Błagam by w serialu się tak nie skończyło,to by była jakaś MASAKRA!

Jessica_TB

Przez pierwsze dwa sezony Sam była taki fajniusi, no lubiłam go bardzo. Gorzej potem jak mu się rodzinka objawiła - równia pochyła.
To że się wszyscy przystojniacy odsunęli od Sookie to sprawka zazdrosnego męża??? O nie mogę a to szelma :D

pakocudowna

Przeżyłabym już nawet jakby była z Alcidem albo Warlowem ale Sam no błagam..

karolaajn

Fajny odcinek :) Scena z wybieraniem imion dla 4 pół-wróżek była mega :D ABCD :D Bardzo podobała mi się też scena, gdzie Bill rozmawia z gubernatorem i rozprawia się z nim i jego ochroną. Nareszcie trochę akcji z udziałem Bill'a. Za to bardzo szkoda mi Terry'ego :( Jakoś go polubiłam. Z Norą natomiast chętnie się pożegnam. Dobrze też, że Sam oddał córkę Luny jej babci i tym samym koniec pościgu Alcide'a za Sam'em. Podobała mi się też scena, gdzie oczy Alcide'a zmieniają się na wściekle pomarańczowy :) Bardzo ładnie to wyglądało :]
To co mi się nie podobało to moim zdaniem bardzo naciągana scena próby ucieczki Erica z Norą. Siedzą tyle w tym vamp camp, nikt się nie buntuje, a tu nagle dopiero co przemieniona wampirzyca bez trudu obezwładnia strażników i uwalnia swojego maker'a. No nie wiem, jakoś mi to nie pasuje. A o Sookie nawet się nie wypowiadam ;)

karolaajn

odcinek bardzo fajny, podobał mi się, dużo się działo, zaostrza się mój apetyt :)

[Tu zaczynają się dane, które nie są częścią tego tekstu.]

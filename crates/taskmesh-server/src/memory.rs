use std::path::{Path, PathBuf};

use taskmesh_core::EventBus;
use taskmesh_types::event::event_types;
use taskmesh_types::task::TaskSnapshot;
use tokio::fs;

use crate::error::{IngressError, IngressResult};

/// Subscribes to the event bus and mirrors every `task.snapshot` event to
/// disk, so persistence is a passive observer rather than something every
/// mutation site has to remember to call. Runs until its `JoinHandle` is
/// aborted or the bus itself is dropped.
pub fn spawn_snapshot_sync(events: EventBus, memory: MemoryWriter) -> tokio::task::JoinHandle<()> {
    tokio::spawn(async move {
        let mut rx = events.subscribe();
        while let Ok(sequenced) = rx.recv().await {
            if sequenced.envelope.event_type != event_types::TASK_SNAPSHOT {
                continue;
            }
            match serde_json::from_value::<TaskSnapshot>(sequenced.envelope.payload) {
                Ok(snapshot) => {
                    if let Err(err) = memory.save(&snapshot).await {
                        tracing::warn!(error = %err, "failed to persist task snapshot");
                    }
                }
                Err(err) => tracing::warn!(error = %err, "malformed task.snapshot payload"),
            }
        }
    })
}

/// Filesystem-backed reference persistence for task snapshots, one JSON file
/// per task under `snapshot_dir/tasks/`. Writes go through a temp file plus
/// rename so a reader never observes a half-written file.
#[derive(Clone)]
pub struct MemoryWriter {
    base_dir: PathBuf,
}

impl MemoryWriter {
    pub async fn new(snapshot_dir: impl Into<PathBuf>) -> IngressResult<Self> {
        let base_dir = snapshot_dir.into();
        let tasks_dir = base_dir.join("tasks");
        fs::create_dir_all(&tasks_dir)
            .await
            .map_err(|source| IngressError::Persistence { source })?;
        Ok(Self { base_dir })
    }

    fn task_path(&self, task_id: &str) -> PathBuf {
        self.base_dir.join("tasks").join(format!("{task_id}.json"))
    }

    pub async fn save(&self, snapshot: &TaskSnapshot) -> IngressResult<()> {
        let path = self.task_path(&snapshot.task.id);
        let content = serde_json::to_string_pretty(snapshot)
            .map_err(|source| IngressError::Serialization { source })?;
        atomic_write(&path, &content).await
    }

    pub async fn load(&self, task_id: &str) -> IngressResult<TaskSnapshot> {
        let path = self.task_path(task_id);
        let content = fs::read_to_string(&path)
            .await
            .map_err(|source| IngressError::Persistence { source })?;
        serde_json::from_str(&content).map_err(|source| IngressError::Serialization { source })
    }

    pub async fn list_ids(&self) -> IngressResult<Vec<String>> {
        let tasks_dir = self.base_dir.join("tasks");
        let mut entries = fs::read_dir(&tasks_dir)
            .await
            .map_err(|source| IngressError::Persistence { source })?;

        let mut ids = Vec::new();
        while let Some(entry) = entries
            .next_entry()
            .await
            .map_err(|source| IngressError::Persistence { source })?
        {
            if let Some(stem) = entry.path().file_stem().and_then(|s| s.to_str()) {
                ids.push(stem.to_string());
            }
        }
        Ok(ids)
    }
}

async fn atomic_write(path: &Path, content: &str) -> IngressResult<()> {
    let temp_path = path.with_extension("tmp");
    fs::write(&temp_path, content)
        .await
        .map_err(|source| IngressError::Persistence { source })?;
    fs::rename(&temp_path, path)
        .await
        .map_err(|source| IngressError::Persistence { source })?;
    Ok(())
}

#[cfg(test)]
mod tests {
    use super::*;
    use taskmesh_types::task::Task;

    fn snap(id: &str) -> TaskSnapshot {
        Task::new(id, "title", "description").to_snapshot(0, 0, false)
    }

    #[tokio::test]
    async fn save_then_load_roundtrips() {
        let dir = tempfile::tempdir().unwrap();
        let writer = MemoryWriter::new(dir.path()).await.unwrap();
        writer.save(&snap("t1")).await.unwrap();

        let loaded = writer.load("t1").await.unwrap();
        assert_eq!(loaded.task.id, "t1");
    }

    #[tokio::test]
    async fn list_ids_reflects_saved_tasks() {
        let dir = tempfile::tempdir().unwrap();
        let writer = MemoryWriter::new(dir.path()).await.unwrap();
        writer.save(&snap("a")).await.unwrap();
        writer.save(&snap("b")).await.unwrap();

        let mut ids = writer.list_ids().await.unwrap();
        ids.sort();
        assert_eq!(ids, vec!["a".to_string(), "b".to_string()]);
    }

    #[tokio::test]
    async fn load_missing_task_is_an_error() {
        let dir = tempfile::tempdir().unwrap();
        let writer = MemoryWriter::new(dir.path()).await.unwrap();
        assert!(writer.load("nope").await.is_err());
    }
}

Wilki,psy i inne zwierzęta mnie nie kręcą więc te wątki jak dla mnie mogą zostać zamknięte - mała strata. Pam i Eric znowu punktują ( czy Pam potrafiła wcześniej latać? pierwszy raz to zauważyłam), zastanawia mnie jak taka masa wampirów może nie poradzić sobie ze strażnikami...to lekki bezsens.

Gubernator :)
tak się traci głowę dla roli ;)

Jason - dotąd idiota ale podobał mi się, był przekonujący bo błysnął myśleniem.

Sookie i jej nowy kochaś to kompletnie nieporozumienie, scena bzykania drętwa jak kilo kitu; i niestety ale Anka P. powinna mieć dublerkę do piersi bo własne ma nie piękne ( wszystko rozumiem, dzieci, karmienie itp ale na litość boską, ta kobieta gra ciałem...). I po jaką cholerę ona go wiązała do jakiegoś nagrobka? Przecież koleś ma mega siłę, powinien wyrwać go z posad. I jeszcze to picie krwi, mało przekonujące.